> [What you have to do]
Reproduce all of the data exactly as written.

> [Supplied information]
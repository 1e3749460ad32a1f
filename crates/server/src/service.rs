//! The inbound service facade with its readiness flag.
//!
//! Wraps the orchestrator behind the degraded-state contract: if startup
//! loading fails, the service still constructs, reports `is_ready() ==
//! false`, and fails every request fast with `ModelUnavailable` — no
//! partial pipeline work, no enrichment calls. Restarting the process is
//! the only way to re-attempt the load.

use std::sync::Arc;

use tracing::{error, info};

use classifier::{EmotionClassifier, EmotionInference};
use enrichment::{MetadataLookup, TmdbClient};

use crate::bootstrap::{self, BootstrapError};
use crate::config::EngineConfig;
use crate::error::RecommendError;
use crate::orchestrator::{MoodOrchestrator, RecommendationResponse};

/// Inbound query facade; `None` inside means degraded
pub struct MoodService<C, L> {
    orchestrator: Option<Arc<MoodOrchestrator<C, L>>>,
}

impl MoodService<EmotionClassifier, TmdbClient> {
    /// Bring the engine up from config. Never fails: a load error is
    /// logged and yields a degraded service instead.
    pub fn start(config: &EngineConfig) -> Self {
        match Self::try_start(config) {
            Ok(service) => {
                info!("Mood recommendation service is ready");
                service
            }
            Err(e) => {
                error!("Startup load failed, service is degraded: {}", e);
                Self::degraded()
            }
        }
    }

    fn try_start(config: &EngineConfig) -> Result<Self, BootstrapError> {
        let assets = bootstrap::load_assets(config)?;
        let lookup = TmdbClient::new(
            &config.metadata_base_url,
            &config.metadata_api_key,
            config.lookup_timeout,
        )?;

        Ok(Self::ready(MoodOrchestrator::new(
            assets.catalog,
            assets.classifier,
            assets.mapping,
            Arc::new(lookup),
            config.enrich_parallelism,
        )))
    }
}

impl<C, L> MoodService<C, L>
where
    C: EmotionInference + 'static,
    L: MetadataLookup + 'static,
{
    /// Wrap an already-constructed orchestrator (used by tests and by
    /// `start`)
    pub fn ready(orchestrator: MoodOrchestrator<C, L>) -> Self {
        Self {
            orchestrator: Some(Arc::new(orchestrator)),
        }
    }

    /// A service whose startup load failed
    pub fn degraded() -> Self {
        Self { orchestrator: None }
    }

    /// Readiness flag published to all callers
    pub fn is_ready(&self) -> bool {
        self.orchestrator.is_some()
    }

    /// The single inbound query operation.
    ///
    /// `mood` is required (absent -> `InvalidInput`, the bad-request
    /// analog); the empty string is still a valid mood. `top_k` defaults
    /// to 10.
    pub async fn recommend(
        &self,
        mood: Option<&str>,
        top_k: Option<usize>,
    ) -> Result<RecommendationResponse, RecommendError> {
        let Some(orchestrator) = &self.orchestrator else {
            return Err(RecommendError::ModelUnavailable);
        };

        let mood = mood
            .ok_or_else(|| RecommendError::InvalidInput("a 'mood' parameter is required".into()))?;

        orchestrator.recommend(mood, top_k).await
    }
}

#[cfg(test)]
mod tests {
    use super::*;
    use async_trait::async_trait;
    use catalog::{CatalogRow, CatalogStore, MovieId};
    use classifier::{NUM_LABELS, RawEmotionVector};
    use enrichment::{LookupError, MovieDetails};
    use pipeline::CategoryMapping;
    use std::sync::atomic::{AtomicUsize, Ordering};

    struct StubClassifier;

    impl EmotionInference for StubClassifier {
        fn predict(&self, _text: &str) -> classifier::Result<RawEmotionVector> {
            let mut raw = [0.0f32; NUM_LABELS];
            raw[17] = 0.8; // joy
            Ok(raw)
        }
    }

    /// Counts lookups so tests can prove none happen when degraded
    struct CountingLookup {
        calls: Arc<AtomicUsize>,
    }

    #[async_trait]
    impl MetadataLookup for CountingLookup {
        async fn lookup(&self, movie_id: MovieId) -> Result<MovieDetails, LookupError> {
            self.calls.fetch_add(1, Ordering::SeqCst);
            Ok(MovieDetails {
                id: movie_id,
                title: format!("Movie {}", movie_id),
                overview: String::new(),
                poster_path: None,
                release_date: None,
                vote_average: None,
            })
        }
    }

    fn one_row_catalog() -> Arc<CatalogStore> {
        let mut store = CatalogStore::new();
        store.insert_row(CatalogRow {
            id: 1,
            title: "Movie 1".to_string(),
            emotion_vector: [1.0, 0.0, 0.0, 0.0, 0.0, 0.0, 0.0],
        });
        Arc::new(store)
    }

    #[tokio::test]
    async fn test_degraded_service_fails_fast_with_no_enrichment_calls() {
        let calls = Arc::new(AtomicUsize::new(0));
        let service: MoodService<StubClassifier, CountingLookup> = MoodService::degraded();

        assert!(!service.is_ready());
        let err = service.recommend(Some("happy"), None).await.unwrap_err();
        assert_eq!(err, RecommendError::ModelUnavailable);
        assert_eq!(calls.load(Ordering::SeqCst), 0, "zero enrichment calls when degraded");
    }

    #[tokio::test]
    async fn test_missing_mood_is_invalid_input() {
        let calls = Arc::new(AtomicUsize::new(0));
        let service = MoodService::ready(crate::orchestrator::MoodOrchestrator::new(
            one_row_catalog(),
            Arc::new(StubClassifier),
            Arc::new(CategoryMapping::new()),
            Arc::new(CountingLookup {
                calls: Arc::clone(&calls),
            }),
            4,
        ));

        let err = service.recommend(None, None).await.unwrap_err();
        assert!(matches!(err, RecommendError::InvalidInput(_)));
        assert_eq!(calls.load(Ordering::SeqCst), 0);
    }

    #[tokio::test]
    async fn test_ready_service_serves_requests() {
        let calls = Arc::new(AtomicUsize::new(0));
        let service = MoodService::ready(crate::orchestrator::MoodOrchestrator::new(
            one_row_catalog(),
            Arc::new(StubClassifier),
            Arc::new(CategoryMapping::new()),
            Arc::new(CountingLookup {
                calls: Arc::clone(&calls),
            }),
            4,
        ));

        assert!(service.is_ready());
        let response = service.recommend(Some("happy"), None).await.unwrap();
        assert_eq!(response.recommendations.len(), 1);
        assert_eq!(calls.load(Ordering::SeqCst), 1);
    }
}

> [Task solution]
repository 1e3749460ad32a1f
filename crates/server/src/service.rs
//! The inbound service facade with its readiness flag.
//!
//! Wraps the orchestrator behind the degraded-state contract: if startup
//! loading fails, the service still constructs, reports `is_ready() ==
//! false`, and fails every request fast with `ModelUnavailable` — no
//! partial pipeline work, no enrichment calls. Restarting the process is
//! the only way to re-attempt the load.

use std::sync::Arc;

use tracing::{error, info};

use classifier::{EmotionClassifier, EmotionInference};
use enrichment::{MetadataLookup, TmdbClient};

use crate::bootstrap::{self, BootstrapError};
use crate::config::EngineConfig;
use crate::error::RecommendError;
use crate::orchestrator::{MoodOrchestrator, RecommendationResponse};

/// Inbound query facade; `None` inside means degraded
pub struct MoodService<C, L> {
    orchestrator: Option<Arc<MoodOrchestrator<C, L>>>,
}

impl MoodService<EmotionClassifier, TmdbClient> {
    /// Bring the engine up from config. Never fails: a load error is
    /// logged and yields a degraded service instead.
    pub fn start(config: &EngineConfig) -> Self {
        match Self::try_start(config) {
            Ok(service) => {
                info!("Mood recommendation service is ready");
                service
            }
            Err(e) => {
                error!("Startup load failed, service is degraded: {}", e);
                Self::degraded()
            }
        }
    }

    fn try_start(config: &EngineConfig) -> Result<Self, BootstrapError> {
        let assets = bootstrap::load_assets(config)?;
        let lookup = TmdbClient::new(
            &config.metadata_base_url,
            &config.metadata_api_key,
            config.lookup_timeout,
        )?;

        Ok(Self::ready(MoodOrchestrator::new(
            assets.catalog,
            assets.classifier,
            assets.mapping,
            Arc::new(lookup),
            config.enrich_parallelism,
        )))
    }
}

impl<C, L> MoodService<C, L>
where
    C: EmotionInference + 'static,
    L: MetadataLookup + 'static,
{
    /// Wrap an already-constructed orchestrator (used by tests and by
    /// `start`)
    pub fn ready(orchestrator: MoodOrchestrator<C, L>) -> Self {
        Self {
            orchestrator: Some(Arc::new(orchestrator)),
        }
    }

    /// A service whose startup load failed
    pub fn degraded() -> Self {
        Self { orchestrator: None }
    }

    /// Readiness flag published to all callers
    pub fn is_ready(&self) -> bool {
        self.orchestrator.is_some()
    }

    /// The single inbound query operation.
    ///
    /// `mood` is required (absent -> `InvalidInput`, the bad-request
    /// analog); the empty string is still a valid mood. `top_k` defaults
    /// to 10.
    pub async fn recommend(
        &self,
        mood: Option<&str>,
        top_k: Option<usize>,
    ) -> Result<RecommendationResponse, RecommendError> {
        let Some(orchestrator) = &self.orchestrator else {
            return Err(RecommendError::ModelUnavailable);
        };

        let mood = mood
            .ok_or_else(|| RecommendError::InvalidInput("a 'mood' parameter is required".into()))?;

        orchestrator.recommend(mood, top_k).await
    }
}

#[cfg(test)]
mod tests {
    use super::*;
    use async_trait::async_trait;
    use catalog::{CatalogRow, CatalogStore, MovieId};
    use classifier::{NUM_LABELS, RawEmotionVector};
    use enrichment::{LookupError, MovieDetails};
    use pipeline::CategoryMapping;
    use std::sync::atomic::{AtomicUsize, Ordering};

    struct StubClassifier;

    impl EmotionInference for StubClassifier {
        fn predict(&self, _text: &str) -> classifier::Result<RawEmotionVector> {
            let mut raw = [0.0f32; NUM_LABELS];
            raw[17] = 0.8; // joy
            Ok(raw)
        }
    }

    /// Counts lookups so tests can prove none happen when degraded
    struct CountingLookup {
        calls: Arc<AtomicUsize>,
    }

    #[async_trait]
    impl MetadataLookup for CountingLookup {
        async fn lookup(&self, movie_id: MovieId) -> Result<MovieDetails, LookupError> {
            self.calls.fetch_add(1, Ordering::SeqCst);
            Ok(MovieDetails {
                id: movie_id,
                title: format!("Movie {}", movie_id),
                overview: String::new(),
                poster_path: None,
                release_date: None,
                vote_average: None,
            })
        }
    }

    fn one_row_catalog() -> Arc<CatalogStore> {
        let mut store = CatalogStore::new();
        store.insert_row(CatalogRow {
            id: 1,
            title: "Movie 1".to_string(),
            emotion_vector: [1.0, 0.0, 0.0, 0.0, 0.0, 0.0, 0.0],
        });
        Arc::new(store)
    }

    #[tokio::test]
    async fn test_degraded_service_fails_fast_with_no_enrichment_calls() {
        let calls = Arc::new(AtomicUsize::new(0));
        let service: MoodService<StubClassifier, CountingLookup> = MoodService::degraded();

        assert!(!service.is_ready());
        let err = service.recommend(Some("happy"), None).await.unwrap_err();
        assert_eq!(err, RecommendError::ModelUnavailable);
        assert_eq!(calls.load(Ordering::SeqCst), 0, "zero enrichment calls when degraded");
    }

    #[tokio::test]
    async fn test_missing_mood_is_invalid_input() {
        let calls = Arc::new(AtomicUsize::new(0));
        let service = MoodService::ready(crate::orchestrator::MoodOrchestrator::new(
            one_row_catalog(),
            Arc::new(StubClassifier),
            Arc::new(CategoryMapping::new()),
            Arc::new(CountingLookup {
                calls: Arc::clone(&calls),
            }),
            4,
        ));

        let err = service.recommend(None, None).await.unwrap_err();
        assert!(matches!(err, RecommendError::InvalidInput(_)));
        assert_eq!(calls.load(Ordering::SeqCst), 0);
    }

    #[tokio::test]
    async fn test_ready_service_serves_requests() {
        let calls = Arc::new(AtomicUsize::new(0));
        let service = MoodService::ready(crate::orchestrator::MoodOrchestrator::new(
            one_row_catalog(),
            Arc::new(StubClassifier),
            Arc::new(CategoryMapping::new()),
            Arc::new(CountingLookup {
                calls: Arc::clone(&calls),
            }),
            4,
        ));

        assert!(service.is_ready());
        let response = service.recommend(Some("happy"), None).await.unwrap();
        assert_eq!(response.recommendations.len(), 1);
        assert_eq!(calls.load(Ordering::SeqCst), 1);
    }
}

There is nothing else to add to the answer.